Musique: dans les dédales du streaming

Musique: dans les dédales du streaming
DOSSIER SPÉCIAL MONÉTIQUE

 

Même si son modèle économique n’est pas encore totalement au point, le streaming a relancé l’économie de la musique et se révèle désormais un formidable accélérateur de notoriété pour les artistes.

 

Par R. K. Houdaïfa

 

Si Apple et Deezer ne communiquent pas publiquement sur le nombre de personnes dans le monde ayant payé pour des abonnements, Spotify dévoile, par transparence (au 31 décembre 2020), 345 millions d’utilisateurs, dont 155 millions d’abonnés, sur 93 marchés. Par ailleurs, nous pouvons prendre connaissance du nombre de fans de chaque playlist sur Deezer. Ainsi, celle dont le thème est les «beaux jours», par exemple, compte plus de 94.000 fans, celle pour courir plus de 61.000, et 88.000 personnes ont pris goût à celle pour chanter sous la douche…
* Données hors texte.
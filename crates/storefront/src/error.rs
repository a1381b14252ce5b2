//! Unified error handling.
//!
//! Provides a unified `AppError` type for the storefront binary and library
//! entry points. Component operations keep their own error enums; this is
//! the umbrella they converge into at the application boundary.

use thiserror::Error;

use crate::cart::CartError;
use crate::catalog::CatalogError;
use crate::checkout::CheckoutError;
use crate::config::ConfigError;
use crate::services::auth::AuthError;
use crate::storage::StorageError;

/// Application-level error type for the storefront.
#[derive(Debug, Error)]
pub enum AppError {
    /// Configuration loading failed.
    #[error("configuration error: {0}")]
    Config(#[from] ConfigError),

    /// Catalog data failed to load.
    #[error("catalog error: {0}")]
    Catalog(#[from] CatalogError),

    /// Storage operation failed.
    #[error("storage error: {0}")]
    Storage(#[from] StorageError),

    /// Cart operation failed.
    #[error("cart error: {0}")]
    Cart(#[from] CartError),

    /// Checkout failed.
    #[error("checkout error: {0}")]
    Checkout(#[from] CheckoutError),

    /// Authentication operation failed.
    #[error("auth error: {0}")]
    Auth(#[from] AuthError),

    /// Template rendering failed.
    #[error("template error: {0}")]
    Template(#[from] askama::Error),

    /// Filesystem I/O failed.
    #[error("I/O error: {0}")]
    Io(#[from] std::io::Error),
}

/// Result type alias for `AppError`.
pub type Result<T> = std::result::Result<T, AppError>;

#[cfg(test)]
mod tests {
    use super::*;

    #[test]
    fn test_app_error_display() {
        let err = AppError::Checkout(CheckoutError::EmptyCart);
        assert_eq!(err.to_string(), "checkout error: your cart is empty");

        let err = AppError::Cart(CartError::InvalidQuantity(0));
        assert!(err.to_string().starts_with("cart error: quantity must be"));
    }
}
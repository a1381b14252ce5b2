//! Authentication error types.

use thiserror::Error;

/// Errors that can occur during authentication operations.
#[derive(Debug, Clone, Error, PartialEq, Eq)]
pub enum AuthError {
    /// Invalid email format.
    #[error("invalid email: {0}")]
    InvalidEmail(#[from] midnight_dream_core::EmailError),

    /// Login attempted without a password.
    #[error("enter your password")]
    MissingPassword,

    /// Registration with one or more blank fields.
    #[error("fill in all fields")]
    MissingFields,

    /// Password shorter than the minimum length.
    #[error("password must be at least 6 characters")]
    WeakPassword,

    /// The simulated auth backend rejected the request.
    #[error("{0}")]
    Backend(String),
}
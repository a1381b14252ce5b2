//! Modal and sidebar visibility as explicit state.
//!
//! The open/closed state of each overlay panel lives here; markup classes
//! are a pure projection of it via [`UiState::classes`], never the state
//! itself. At most one panel is open at a time, and the shared overlay and
//! body scroll-lock follow whichever panel that is.

use crate::catalog::{CategoryFilter, SortKey};

/// An overlay UI panel.
#[derive(Debug, Clone, Copy, PartialEq, Eq)]
pub enum ModalKind {
    CartSidebar,
    AuthModal,
}

/// Which form the auth modal shows.
#[derive(Debug, Clone, Copy, PartialEq, Eq, Default)]
pub enum AuthTab {
    #[default]
    Login,
    Register,
}

/// Transient UI visibility state, plus the grid's browse preferences.
#[derive(Debug, Default)]
pub struct UiState {
    open: Option<ModalKind>,
    auth_tab: AuthTab,
    auth_error: Option<String>,
    filter: CategoryFilter,
    sort: SortKey,
}

/// Markup class flags derived from [`UiState`].
#[derive(Debug, Clone, Copy, PartialEq, Eq)]
pub struct UiClasses {
    pub cart_sidebar_open: bool,
    pub auth_modal_active: bool,
    pub overlay_active: bool,
    pub body_no_scroll: bool,
}

impl UiState {
    /// Create the initial state: everything closed, login tab active.
    #[must_use]
    pub fn new() -> Self {
        Self::default()
    }

    /// The currently open panel, if any.
    #[must_use]
    pub const fn open(&self) -> Option<ModalKind> {
        self.open
    }

    /// Whether `kind` is the open panel.
    #[must_use]
    pub fn is_open(&self, kind: ModalKind) -> bool {
        self.open == Some(kind)
    }

    /// Toggle `kind`: close it if it is open, otherwise close whatever else
    /// is open and open it.
    pub fn toggle(&mut self, kind: ModalKind) {
        if self.is_open(kind) {
            self.close_all();
        } else {
            self.close_all();
            self.open = Some(kind);
        }
    }

    /// Force every panel closed and clear transient form errors.
    pub fn close_all(&mut self) {
        self.open = None;
        self.auth_error = None;
    }

    /// The auth modal's active tab.
    #[must_use]
    pub const fn auth_tab(&self) -> AuthTab {
        self.auth_tab
    }

    /// Switch the auth modal to `tab`. Switching clears any displayed form
    /// error; re-selecting the active tab is a no-op.
    pub fn switch_auth_tab(&mut self, tab: AuthTab) {
        if self.auth_tab == tab {
            return;
        }
        self.auth_tab = tab;
        self.auth_error = None;
    }

    /// The error message the active auth form displays, if any.
    #[must_use]
    pub fn auth_error(&self) -> Option<&str> {
        self.auth_error.as_deref()
    }

    /// Display `message` in the active auth form.
    pub fn set_auth_error(&mut self, message: impl Into<String>) {
        self.auth_error = Some(message.into());
    }

    /// The grid's active category filter.
    #[must_use]
    pub const fn filter(&self) -> CategoryFilter {
        self.filter
    }

    /// Set the grid's category filter.
    pub fn set_filter(&mut self, filter: CategoryFilter) {
        self.filter = filter;
    }

    /// The grid's active sort order.
    #[must_use]
    pub const fn sort(&self) -> SortKey {
        self.sort
    }

    /// Set the grid's sort order.
    pub fn set_sort(&mut self, sort: SortKey) {
        self.sort = sort;
    }

    /// Project visibility state into markup class flags.
    #[must_use]
    pub fn classes(&self) -> UiClasses {
        let any_open = self.open.is_some();
        UiClasses {
            cart_sidebar_open: self.is_open(ModalKind::CartSidebar),
            auth_modal_active: self.is_open(ModalKind::AuthModal),
            overlay_active: any_open,
            body_no_scroll: any_open,
        }
    }
}

#[cfg(test)]
mod tests {
    use super::*;

    #[test]
    fn test_toggle_flips_state() {
        let mut ui = UiState::new();
        assert_eq!(ui.open(), None);

        ui.toggle(ModalKind::CartSidebar);
        assert!(ui.is_open(ModalKind::CartSidebar));

        ui.toggle(ModalKind::CartSidebar);
        assert_eq!(ui.open(), None);
    }

    #[test]
    fn test_toggle_closes_other_panel_first() {
        let mut ui = UiState::new();
        ui.toggle(ModalKind::CartSidebar);
        ui.toggle(ModalKind::AuthModal);

        assert!(ui.is_open(ModalKind::AuthModal));
        assert!(!ui.is_open(ModalKind::CartSidebar));
    }

    #[test]
    fn test_close_all_from_any_state() {
        let mut ui = UiState::new();
        ui.close_all();
        assert_eq!(ui.open(), None);

        ui.toggle(ModalKind::AuthModal);
        ui.set_auth_error("nope");
        ui.close_all();
        assert_eq!(ui.open(), None);
        assert_eq!(ui.auth_error(), None);
    }

    #[test]
    fn test_switch_tab_clears_error() {
        let mut ui = UiState::new();
        ui.set_auth_error("bad password");

        // Re-selecting the active tab keeps the error.
        ui.switch_auth_tab(AuthTab::Login);
        assert_eq!(ui.auth_error(), Some("bad password"));

        ui.switch_auth_tab(AuthTab::Register);
        assert_eq!(ui.auth_tab(), AuthTab::Register);
        assert_eq!(ui.auth_error(), None);
    }

    #[test]
    fn test_classes_projection() {
        let mut ui = UiState::new();
        let closed = ui.classes();
        assert!(!closed.overlay_active);
        assert!(!closed.body_no_scroll);
        assert!(!closed.cart_sidebar_open);
        assert!(!closed.auth_modal_active);

        ui.toggle(ModalKind::CartSidebar);
        let open = ui.classes();
        assert!(open.cart_sidebar_open);
        assert!(!open.auth_modal_active);
        assert!(open.overlay_active);
        assert!(open.body_no_scroll);
    }
}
Les revenus du streaming ont particulièrement participé à la croissance du marché mondial de la musique, puisqu’ils ont augmenté de 22,9% par rapport à 2019, atteignant 11,3 milliards de dollars. Pour la première fois, le streaming représente plus de la moitié des revenus mondiaux de la musique enregistrée (56,1% des revenus, dont 42% pour le streaming par abonnement et 14,1% pour le streaming financé par la publicité). Le nombre d’abonnements premium a d’ailleurs augmenté de 33,5% et la Fédération internationale de l'industrie phonographique (IFPI) estime qu’il y a 341 millions d’utilisateurs payants de services de streaming dans le monde fin 2019. Face à cette augmentation des revenus du streaming, ceux des téléchargements ont diminué de 15,3% et ne représentent plus que 5,9% du marché mondial.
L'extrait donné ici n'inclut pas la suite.